Belgian authorities confirmed one case of the variant in the country on Friday. According to Health Minister Frank Vandenbroucke, the person had traveled from abroad, was unvaccinated, and had never been infected with Covid-19 before.

The World Health Organization’s experts were meeting Friday afternoon to decide whether to classify the new strain, currently known as B.1.1.529, as a “variant of concern.” The World Health Organization assigns this label to virus strains that have been shown to be more contagious, cause more serious illness, or reduce the effectiveness of public-health measures, tests, treatments, or vaccines.

Other variants of concern include the Delta variant, which is now dominant globally, and the Alpha variant, which was responsible for a deadly wave of infections in Europe and the United States last winter and spring.

While scientists say they are still figuring out the exact effects of the new variant’s more than 50 mutations, it has been driving a sharp increase in infections in South Africa over the last two weeks, albeit from very low levels. It has also been found in Botswana and in two Hong Kong visitors. Israel, one of the countries that has restricted travel from southern Africa, announced on Friday that it had identified the B.1.1.529 variant in a Malawian traveler and was investigating whether it had also infected two others.

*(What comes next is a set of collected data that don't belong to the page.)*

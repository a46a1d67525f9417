use std::sync::Arc;

use thiserror::Error;

/// 应用程序错误类型
///
/// 所有变体都实现 `Clone`：同一个单飞计算的失败需要原样分发给每一个等待者。
#[derive(Debug, Clone, Error)]
pub enum AppError {
    /// 考试业务错误
    #[error("考试错误: {0}")]
    Exam(#[from] ExamError),
    /// 翻译服务（oracle）错误
    #[error("翻译服务错误: {0}")]
    Oracle(#[from] OracleError),
    /// 附着在他人发起的计算上，而该计算失败了
    #[error("并发翻译计算失败 {key}: {cause}")]
    ConcurrentComputationFailed {
        key: String,
        #[source]
        cause: Arc<AppError>,
    },
    /// 计算任务 panic
    #[error("翻译计算异常终止 {key}")]
    ComputationPanicked { key: String },
    /// 配置错误
    #[error("配置错误: {0}")]
    Config(#[from] ConfigError),
    /// 存储层错误
    #[error("存储错误: {message}")]
    Storage { message: String },
}

/// 考试业务错误
#[derive(Debug, Clone, PartialEq, Eq, Error)]
pub enum ExamError {
    /// 考试不存在
    #[error("考试不存在: {exam_id}")]
    ExamNotFound { exam_id: u64 },
    /// 考试中不存在该序号的题目
    #[error("考试 {exam_id} 中不存在第 {ordinal} 题")]
    QuestionNotFound { exam_id: u64, ordinal: u64 },
    /// 题库不存在
    #[error("题库不存在: {bank_id}")]
    BankNotFound { bank_id: u64 },
    /// 题库题目数量不足
    #[error("题库 {bank_id} 只有 {available} 道题，无法抽取 {requested} 道")]
    NotEnoughQuestions {
        bank_id: u64,
        available: usize,
        requested: usize,
    },
    /// 提交了不存在的选项标签
    #[error("无效的选项标签: {label}")]
    InvalidLabel { label: String },
    /// 提交的答案为空
    #[error("提交的答案不能为空")]
    EmptySubmission,
}

/// 翻译服务错误
///
/// 客户端不做重试，是否重试由上层（单飞缓存的下一次请求）决定。
#[derive(Debug, Clone, PartialEq, Eq, Error)]
pub enum OracleError {
    /// 超时
    #[error("翻译服务超时 ({timeout_secs} 秒)")]
    Timeout { timeout_secs: u64 },
    /// 返回结构与输入结构不一致
    #[error("翻译结果结构不符: {detail}")]
    SchemaViolation { detail: String },
    /// 请求失败（网络、鉴权、API 返回错误等）
    #[error("翻译请求失败 (模型: {model}): {message}")]
    Request { model: String, message: String },
}

/// 配置错误
#[derive(Debug, Clone, PartialEq, Eq, Error)]
pub enum ConfigError {
    /// 环境变量解析失败
    #[error("环境变量 {var_name} 解析失败: 值 '{value}' 无法转换为 {expected_type}")]
    EnvVarParseFailed {
        var_name: String,
        value: String,
        expected_type: String,
    },
    /// 未知的语言代码
    #[error("未知的语言代码: {code}")]
    UnknownLanguage { code: String },
}

// ========== 便捷构造函数 ==========

impl AppError {
    /// 创建考试不存在错误
    pub fn exam_not_found(exam_id: u64) -> Self {
        AppError::Exam(ExamError::ExamNotFound { exam_id })
    }

    /// 创建题目不存在错误
    pub fn question_not_found(exam_id: u64, ordinal: u64) -> Self {
        AppError::Exam(ExamError::QuestionNotFound { exam_id, ordinal })
    }

    /// 创建结构不符错误
    pub fn schema_violation(detail: impl Into<String>) -> Self {
        AppError::Oracle(OracleError::SchemaViolation {
            detail: detail.into(),
        })
    }

    /// 创建存储错误
    pub fn storage(message: impl Into<String>) -> Self {
        AppError::Storage {
            message: message.into(),
        }
    }

    /// 是否值得稍后重试
    ///
    /// 翻译服务的失败（以及包装它们的并发失败）是暂时性的；
    /// 找不到考试、标签错误之类的问题重试也不会变好。
    pub fn is_retryable(&self) -> bool {
        match self {
            AppError::Oracle(_) | AppError::ComputationPanicked { .. } => true,
            AppError::ConcurrentComputationFailed { cause, .. } => cause.is_retryable(),
            AppError::Exam(_) | AppError::Config(_) | AppError::Storage { .. } => false,
        }
    }

    /// 剥掉并发包装，拿到最初的失败原因
    pub fn root_cause(&self) -> &AppError {
        match self {
            AppError::ConcurrentComputationFailed { cause, .. } => cause.root_cause(),
            other => other,
        }
    }
}

// ========== Result 类型别名 ==========

/// 应用程序结果类型
pub type AppResult<T> = Result<T, AppError>;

The discovery of the variant highlights the dangers of an evolving virus to the world’s recovery from a pandemic. According to experts, high levels of transmission allow the virus to develop mutations that make it more dangerous, including persistent infection in patients with a suppressed immune system.

BioNTech SE of Germany, which developed one of the most widely used Covid-19 vaccines with Pfizer Inc., said it would take about two weeks to determine whether the new variant makes its shot less effective. A BioNTech spokeswoman said that if necessary, the companies could create a new vaccine tailored to any variant in six weeks and ship initial batches in 100 days.

During the same time period, Covid-19 cases in the 60-million-person country increased from around 300 just over two weeks ago to 2,465 on Thursday. Although this is a much lower count than what is currently seen in many European countries, scientists and South Africa’s Health Ministry have expressed concern about the new variant’s rapid spread as well as its unusually high number of mutations.

The European Union announced on Friday that it would propose activating a “emergency brake” to halt air travel between the 27-country bloc and the southern African region, citing B.1.1.529 concerns. Several member states have already moved to impose restrictions, following the lead of the United Kingdom and several Asian countries, including Singapore.

While many of these mutations appear to be novel, scientists are familiar with several of them from other variants of concern, where they appeared to make the virus more contagious or allowed it to evade parts of the immune response induced by vaccination or a previous Covid-19 infection. Botswana’s government said Thursday that all four B.1.1.529 infections it had discovered were in people who had been fully vaccinated and tested prior to planned travel.

Unlike most other prominent variants, which can only be identified through time-consuming and expensive genome sequencing, the presence of B.1.1.529 is detected by some commonly used polymerase chain reaction, or PCR, tests. This makes it easier to track, which is why South African scientists were able to detect its rapid spread in the country so quickly.

The international travel restrictions, which come just before the holiday season, as well as the prospect of new domestic public-health measures to combat the spread of the new variant, are a painful setback for South Africa, whose economy and population have been severely impacted by the coronavirus.